On 12 May 52 people jumped the border fence between Morocco and the Spanish enclave of Melilla. Another 40 attempted but were arrested by Moroccan authorities.

In the early morning around 100 people of sub-Saharan origin attempted to climb the fence into Melilla, according to local government sources. The group who managed to cross arrived at the Centre for Temporary Stay of Immigrants (CETI) in Melilla, where they received new clothes and other basic goods and according to Spanish media shared their relief with other migrants. One person was taken to the hospital due to injuries from the razor wire.

A rapid deployment from the Spanish Police Guardia Civil and Moroccan security forces prevented the remaining 40 people from reaching EU soil. According to a Moroccan military official the navy also stopped three boats with 117 people from crossing to Europe.
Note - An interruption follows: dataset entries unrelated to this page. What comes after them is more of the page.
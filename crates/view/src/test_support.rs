//! Minimal [`Row`] implementation for engine tests

use std::borrow::Cow;
use std::collections::BTreeMap;

use atrium_common::{FieldValue, Row};

#[derive(Debug, Clone, PartialEq)]
pub struct TestRow {
    id: String,
    fields: BTreeMap<String, FieldValue>,
}

impl TestRow {
    pub fn new(id: &str) -> Self {
        Self {
            id: id.to_string(),
            fields: BTreeMap::new(),
        }
    }

    pub fn with(mut self, field: &str, value: impl Into<FieldValue>) -> Self {
        self.fields.insert(field.to_string(), value.into());
        self
    }
}

impl Row for TestRow {
    fn row_id(&self) -> &str {
        &self.id
    }

    fn value(&self, field: &str) -> Option<Cow<'_, FieldValue>> {
        self.fields.get(field).map(Cow::Borrowed)
    }

    fn search_text(&self) -> String {
        self.fields
            .values()
            .map(ToString::to_string)
            .collect::<Vec<_>>()
            .join(" ")
    }
}
//! Per-screen view configuration
//!
//! A [`ViewState`] is created when a screen mounts and dropped when it
//! unmounts. It is never persisted.

use std::collections::{BTreeMap, BTreeSet};

use atrium_common::config::{DEFAULT_PAGE_SIZE, MAX_PAGE_SIZE};
use atrium_common::FieldValue;
use serde::{Deserialize, Serialize};

use crate::filter::same_filter_value;

/// Sort direction of a single sort rule
#[derive(Debug, Clone, Copy, PartialEq, Eq, Hash, Serialize, Deserialize, Default)]
#[serde(rename_all = "lowercase")]
pub enum SortDirection {
    #[default]
    Ascending,
    Descending,
}

/// One `(field, direction)` sort key
#[derive(Debug, Clone, PartialEq, Eq, Serialize, Deserialize)]
pub struct SortRule {
    pub field: String,
    pub direction: SortDirection,
}

impl SortRule {
    pub fn ascending(field: impl Into<String>) -> Self {
        Self {
            field: field.into(),
            direction: SortDirection::Ascending,
        }
    }

    pub fn descending(field: impl Into<String>) -> Self {
        Self {
            field: field.into(),
            direction: SortDirection::Descending,
        }
    }
}

/// Sort, filter, pagination and selection configuration of one screen
#[derive(Debug, Clone, PartialEq)]
pub struct ViewState {
    sort_rules: Vec<SortRule>,
    column_filters: BTreeMap<String, Vec<FieldValue>>,
    global_query: String,
    page_index: usize,
    page_size: usize,
    selected_ids: BTreeSet<String>,
}

impl Default for ViewState {
    fn default() -> Self {
        Self::new(DEFAULT_PAGE_SIZE)
    }
}

impl ViewState {
    /// Create an empty view state; `page_size` is clamped to `1..=MAX_PAGE_SIZE`
    pub fn new(page_size: usize) -> Self {
        Self {
            sort_rules: Vec::new(),
            column_filters: BTreeMap::new(),
            global_query: String::new(),
            page_index: 0,
            page_size: page_size.clamp(1, MAX_PAGE_SIZE),
            selected_ids: BTreeSet::new(),
        }
    }

    pub fn sort_rules(&self) -> &[SortRule] {
        &self.sort_rules
    }

    pub fn column_filters(&self) -> &BTreeMap<String, Vec<FieldValue>> {
        &self.column_filters
    }

    pub fn global_query(&self) -> &str {
        &self.global_query
    }

    pub fn page_index(&self) -> usize {
        self.page_index
    }

    pub fn page_size(&self) -> usize {
        self.page_size
    }

    pub fn selected_ids(&self) -> &BTreeSet<String> {
        &self.selected_ids
    }

    pub fn is_selected(&self, id: &str) -> bool {
        self.selected_ids.contains(id)
    }

    /// Whether a global query or any column filter narrows the collection
    pub fn has_active_filters(&self) -> bool {
        !self.global_query.trim().is_empty() || !self.column_filters.is_empty()
    }

    /// Replace the sort rules. A field listed twice keeps its first rule.
    pub fn set_sort(&mut self, rules: Vec<SortRule>) {
        let mut seen = BTreeSet::new();
        self.sort_rules = rules
            .into_iter()
            .filter(|rule| seen.insert(rule.field.clone()))
            .collect();
    }

    /// Header-click behaviour: a field cycles ascending, descending, unsorted.
    ///
    /// A newly sorted field becomes the primary key.
    pub fn toggle_sort(&mut self, field: &str) {
        match self.sort_rules.iter().position(|r| r.field == field) {
            Some(pos) => match self.sort_rules[pos].direction {
                SortDirection::Ascending => {
                    self.sort_rules[pos].direction = SortDirection::Descending;
                }
                SortDirection::Descending => {
                    self.sort_rules.remove(pos);
                }
            },
            None => self.sort_rules.insert(0, SortRule::ascending(field)),
        }
    }

    /// Set the accepted values of one column. An empty set removes the filter.
    pub fn set_column_filter(&mut self, field: impl Into<String>, accepted: Vec<FieldValue>) {
        let field = field.into();
        let mut deduped: Vec<FieldValue> = Vec::with_capacity(accepted.len());
        for value in accepted {
            if !deduped.iter().any(|v| same_filter_value(v, &value)) {
                deduped.push(value);
            }
        }

        if deduped.is_empty() {
            self.column_filters.remove(&field);
        } else {
            self.column_filters.insert(field, deduped);
        }
    }

    pub fn clear_column_filter(&mut self, field: &str) {
        self.column_filters.remove(field);
    }

    pub fn set_global_query(&mut self, query: impl Into<String>) {
        self.global_query = query.into();
    }

    /// Drop the global query and every column filter
    pub fn clear_filters(&mut self) {
        self.global_query.clear();
        self.column_filters.clear();
    }

    /// Request a page; the engine clamps it against the filtered count
    pub fn set_page(&mut self, page_index: usize) {
        self.page_index = page_index;
    }

    /// Change the page size and return to the first page
    pub fn set_page_size(&mut self, page_size: usize) {
        self.page_size = page_size.clamp(1, MAX_PAGE_SIZE);
        self.page_index = 0;
    }

    pub(crate) fn clamp_page(&mut self, page_count: usize) {
        if page_count == 0 {
            self.page_index = 0;
        } else if self.page_index >= page_count {
            self.page_index = page_count - 1;
        }
    }

    /// Flip the selection of `id`; returns whether it is selected afterwards
    pub fn toggle_selection(&mut self, id: &str) -> bool {
        if self.selected_ids.remove(id) {
            false
        } else {
            self.selected_ids.insert(id.to_string());
            true
        }
    }

    pub fn select<I, S>(&mut self, ids: I)
    where
        I: IntoIterator<Item = S>,
        S: Into<String>,
    {
        self.selected_ids.extend(ids.into_iter().map(Into::into));
    }

    pub fn clear_selection(&mut self) {
        self.selected_ids.clear();
    }

    /// Keep only the selected ids accepted by `keep`
    pub fn retain_selection(&mut self, keep: impl Fn(&str) -> bool) {
        self.selected_ids.retain(|id| keep(id));
    }
}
It remains unclear where they have been taken.

The Spanish enclaves of Melilla and Ceuta are the only land borders the EU shares with Africa. Since Spain recorded the highest number of arrivals of migrants and refugees in the EU in 2018 authorities have stepped up efforts to seal off Spanish borders through bilateral agreements with Morocco. An internal EU report links the cooperation to a significant decrease in arrivals in the past months. However, several NGOs have raised concern over human rights violations by Moroccan authorities and an escalating death rate of people trying to cross the western Mediterranean. The European Court of Human Rights (ECtHR) has repeatedly condemned Spanish push-backs at the border of the enclaves.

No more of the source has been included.